TASK: The records below must be duplicated exactly, character for character.

RECORDS PROVIDED:
>>>
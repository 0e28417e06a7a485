// ============================================================
// Layer 4 — Data Pipeline
// ============================================================
// Everything between the .bin file on disk and a tensor batch:
//
//   dataset .bin
//       │
//       ▼
//   BinDatasetLoader  → parses header + pixels, implicit labels
//       │
//       ▼
//   shuffle_samples   → mixes the class blocks
//       │
//       ▼
//   ImageDataset      → implements Burn's Dataset trait
//       │
//       ▼
//   BatchSampler /    → picks training indices per iteration,
//   DataLoader          or walks the validation set in order
//       │
//       ▼
//   ImageBatcher      → stacks samples into [N, 1, H, W] tensors
//
// Reference: Burn Book §4 (Datasets and Dataloaders)

/// Parses the packed little-endian dataset container
pub mod loader;

/// Shuffling and per-iteration batch sampling
pub mod sampler;

/// Implements Burn's Dataset trait for image samples
pub mod dataset;

/// Implements Burn's Batcher trait to create tensor batches
pub mod batcher;
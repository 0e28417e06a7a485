// ============================================================
// Layer 1 — CLI / Presentation Layer
// ============================================================
// Entry point for all user interaction, parsed with `clap`.
// All business logic is delegated to Layer 2 (application).
//
// Three commands are supported:
//   1. `train`    — trains the CNN, checkpointing the best model
//   2. `show`     — writes a preview grid of dataset samples
//   3. `evaluate` — scores a saved checkpoint on a dataset
//
// Reference: Rust Book §12 (CLI programs)

pub mod commands;

use anyhow::Result;
use clap::Parser;
use commands::{Commands, EvaluateArgs, ShowArgs, TrainArgs};

use crate::application::evaluate_use_case::EvaluationReport;
use crate::domain::sample::label_name;

#[derive(Parser, Debug)]
#[command(
    name = "image-cnn-trainer",
    version,
    about = "Train a small CNN image classifier on a binary image dataset."
)]
pub struct Cli {
    #[command(subcommand)]
    pub command: Commands,
}

impl Cli {
    /// Dispatch to the matching use case.
    pub fn run(self) -> Result<()> {
        match self.command {
            Commands::Train(args)    => run_train(args),
            Commands::Show(args)     => run_show(args),
            Commands::Evaluate(args) => run_evaluate(args),
        }
    }
}

fn run_train(args: TrainArgs) -> Result<()> {
    use crate::application::train_use_case::TrainUseCase;

    tracing::info!("Starting training on '{}'", args.train_file);

    let use_case = TrainUseCase::new(args.into());
    let summary  = use_case.execute()?;

    match summary.best_iteration {
        Some(it) => println!(
            "Training complete. Best validation accuracy {:.4}% at iteration {} ({} checkpoints saved).",
            summary.best_accuracy * 100.0, it, summary.checkpoints_saved
        ),
        None => println!(
            "Training complete. No improvement over {:.4}%, checkpoint unchanged.",
            summary.best_accuracy * 100.0
        ),
    }
    Ok(())
}

fn run_show(args: ShowArgs) -> Result<()> {
    use crate::application::show_use_case::ShowUseCase;

    let output   = args.output.clone();
    let labels   = ShowUseCase::new(args.into()).execute()?;
    println!("Wrote {} samples to {}", labels.len(), output);
    Ok(())
}

fn run_evaluate(args: EvaluateArgs) -> Result<()> {
    use crate::application::evaluate_use_case::EvaluateUseCase;

    let report = EvaluateUseCase::new(args.into()).execute()?;
    print_report(&report);
    Ok(())
}

fn print_report(report: &EvaluationReport) {
    let eval = &report.evaluation;
    println!("samples:  {}", eval.total);
    println!("accuracy: {:.4}% ({}/{})", eval.accuracy * 100.0, eval.correct, eval.total);
    println!("loss:     {:.6}", eval.loss);
    for (label, tally) in eval.per_class.iter().enumerate() {
        println!(
            "  {:<16} {:>8.4}% ({}/{})",
            label_name(&report.class_names, label),
            tally.accuracy() * 100.0,
            tally.correct,
            tally.total,
        );
    }
}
<<<
EXERCISE ANSWER:
repository 0e28417e06a7a485
// ============================================================
// Layer 4 — Data Pipeline
// ============================================================
// Everything between the .bin file on disk and a tensor batch:
//
//   dataset .bin
//       │
//       ▼
//   BinDatasetLoader  → parses header + pixels, implicit labels
//       │
//       ▼
//   shuffle_samples   → mixes the class blocks
//       │
//       ▼
//   ImageDataset      → implements Burn's Dataset trait
//       │
//       ▼
//   BatchSampler /    → picks training indices per iteration,
//   DataLoader          or walks the validation set in order
//       │
//       ▼
//   ImageBatcher      → stacks samples into [N, 1, H, W] tensors
//
// Reference: Burn Book §4 (Datasets and Dataloaders)

/// Parses the packed little-endian dataset container
pub mod loader;

/// Shuffling and per-iteration batch sampling
pub mod sampler;

/// Implements Burn's Dataset trait for image samples
pub mod dataset;

/// Implements Burn's Batcher trait to create tensor batches
pub mod batcher;
repository 0e28417e06a7a485
// ============================================================
// Layer 1 — CLI / Presentation Layer
// ============================================================
// Entry point for all user interaction, parsed with `clap`.
// All business logic is delegated to Layer 2 (application).
//
// Three commands are supported:
//   1. `train`    — trains the CNN, checkpointing the best model
//   2. `show`     — writes a preview grid of dataset samples
//   3. `evaluate` — scores a saved checkpoint on a dataset
//
// Reference: Rust Book §12 (CLI programs)

pub mod commands;

use anyhow::Result;
use clap::Parser;
use commands::{Commands, EvaluateArgs, ShowArgs, TrainArgs};

use crate::application::evaluate_use_case::EvaluationReport;
use crate::domain::sample::label_name;

#[derive(Parser, Debug)]
#[command(
    name = "image-cnn-trainer",
    version,
    about = "Train a small CNN image classifier on a binary image dataset."
)]
pub struct Cli {
    #[command(subcommand)]
    pub command: Commands,
}

impl Cli {
    /// Dispatch to the matching use case.
    pub fn run(self) -> Result<()> {
        match self.command {
            Commands::Train(args)    => run_train(args),
            Commands::Show(args)     => run_show(args),
            Commands::Evaluate(args) => run_evaluate(args),
        }
    }
}

fn run_train(args: TrainArgs) -> Result<()> {
    use crate::application::train_use_case::TrainUseCase;

    tracing::info!("Starting training on '{}'", args.train_file);

    let use_case = TrainUseCase::new(args.into());
    let summary  = use_case.execute()?;

    match summary.best_iteration {
        Some(it) => println!(
            "Training complete. Best validation accuracy {:.4}% at iteration {} ({} checkpoints saved).",
            summary.best_accuracy * 100.0, it, summary.checkpoints_saved
        ),
        None => println!(
            "Training complete. No improvement over {:.4}%, checkpoint unchanged.",
            summary.best_accuracy * 100.0
        ),
    }
    Ok(())
}

fn run_show(args: ShowArgs) -> Result<()> {
    use crate::application::show_use_case::ShowUseCase;

    let output   = args.output.clone();
    let labels   = ShowUseCase::new(args.into()).execute()?;
    println!("Wrote {} samples to {}", labels.len(), output);
    Ok(())
}

fn run_evaluate(args: EvaluateArgs) -> Result<()> {
    use crate::application::evaluate_use_case::EvaluateUseCase;

    let report = EvaluateUseCase::new(args.into()).execute()?;
    print_report(&report);
    Ok(())
}

fn print_report(report: &EvaluationReport) {
    let eval = &report.evaluation;
    println!("samples:  {}", eval.total);
    println!("accuracy: {:.4}% ({}/{})", eval.accuracy * 100.0, eval.correct, eval.total);
    println!("loss:     {:.6}", eval.loss);
    for (label, tally) in eval.per_class.iter().enumerate() {
        println!(
            "  {:<16} {:>8.4}% ({}/{})",
            label_name(&report.class_names, label),
            tally.accuracy() * 100.0,
            tally.correct,
            tally.total,
        );
    }
}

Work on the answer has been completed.